Corporations
and other business forms file under Chapters 7 or 11. Complete loss of Equity holder's Investment
results in Chapter 7 and can result in Chapter 11 proceedings.
The most common
types of personal bankruptcy for individuals are Chapter 7 and Chapter 13. As much
as 65% of all U.S. consumer bankruptcy filings are Chapter 7 cases.
There are six types (chapters) of bankruptcy under the
Bankruptcy Code, located at Title 11 of the United States Code:
- Chapter 7: basic liquidation for
individuals and businesses; also known as straight bankruptcy; it is the
simplest and quickest form of bankruptcy available.

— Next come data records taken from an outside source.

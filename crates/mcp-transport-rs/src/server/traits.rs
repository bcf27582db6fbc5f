use async_trait::async_trait;
use mcp_core_rs::protocol::message::JsonRpcMessage;
use mcp_error_rs::Result;

#[async_trait]
pub trait ServerTransport: Send {
    /// Reads a JSON-RPC message (could be a Request or Notification)
    async fn read_message(&mut self) -> Option<Result<JsonRpcMessage>>;

    /// Sends a JSON-RPC message (usually a Response)
    async fn write_message(&mut self, msg: JsonRpcMessage) -> Result<()>;

    /// Closes the transport connection
    async fn close(&mut self) -> Result<()> {
        Ok(())
    }
}
use mcp_error_rs::Error;
use serde::{Deserialize, Serialize};
use serde_json::Value;

use super::constants::{INTERNAL_ERROR, INVALID_PARAMS, METHOD_NOT_FOUND, PARSE_ERROR};

/// Error information for JSON-RPC error responses.
#[derive(Debug, Serialize, Deserialize, Clone, PartialEq)]
pub struct ErrorData {
    /// The error type that occurred.
    pub code: i32,

    /// A short description of the error. The message SHOULD be limited to a concise single
    /// sentence.
    pub message: String,

    /// Additional information about the error. The value of this member is defined by the
    /// sender (e.g. detailed error information, nested errors etc.).
    #[serde(skip_serializing_if = "Option::is_none")]
    pub data: Option<Value>,
}

impl ErrorData {
    pub fn new(code: i32, message: impl Into<String>) -> Self {
        Self {
            code,
            message: message.into(),
            data: None,
        }
    }
}

impl From<&Error> for ErrorData {
    fn from(e: &Error) -> Self {
        let code = match e {
            Error::Json(_) | Error::InvalidMessage(_) | Error::Utf8(_) => PARSE_ERROR,
            Error::MethodNotFound(_) => METHOD_NOT_FOUND,
            Error::InvalidParameters(_) | Error::ToolNotFound(_) => INVALID_PARAMS,
            _ => INTERNAL_ERROR,
        };
        Self::new(code, e.to_string())
    }
}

- Chapter 9: municipal bankruptcy; a
federal mechanism for the resolution of municipal debts.
- Chapter 11: rehabilitation
or reorganization, used primarily by business debtors, but sometimes by
individuals with substantial debts and assets; known as corporate
bankruptcy, it is a form of corporate financial reorganization which
typically allows companies to continue to function while they follow debt
repayment plans.
- Chapter 12: rehabilitation for
family farmers and fishermen.
- Chapter 13: rehabilitation with a
payment plan for individuals with a regular source of income; enables
individuals with regular income to develop a plan to repay all or part of
their debts; also known as Wage Earner Bankruptcy.
- Chapter 15: ancillary and other international cases; provides a mechanism for dealing with bankruptcy debtors and helps foreign debtors to clear debts.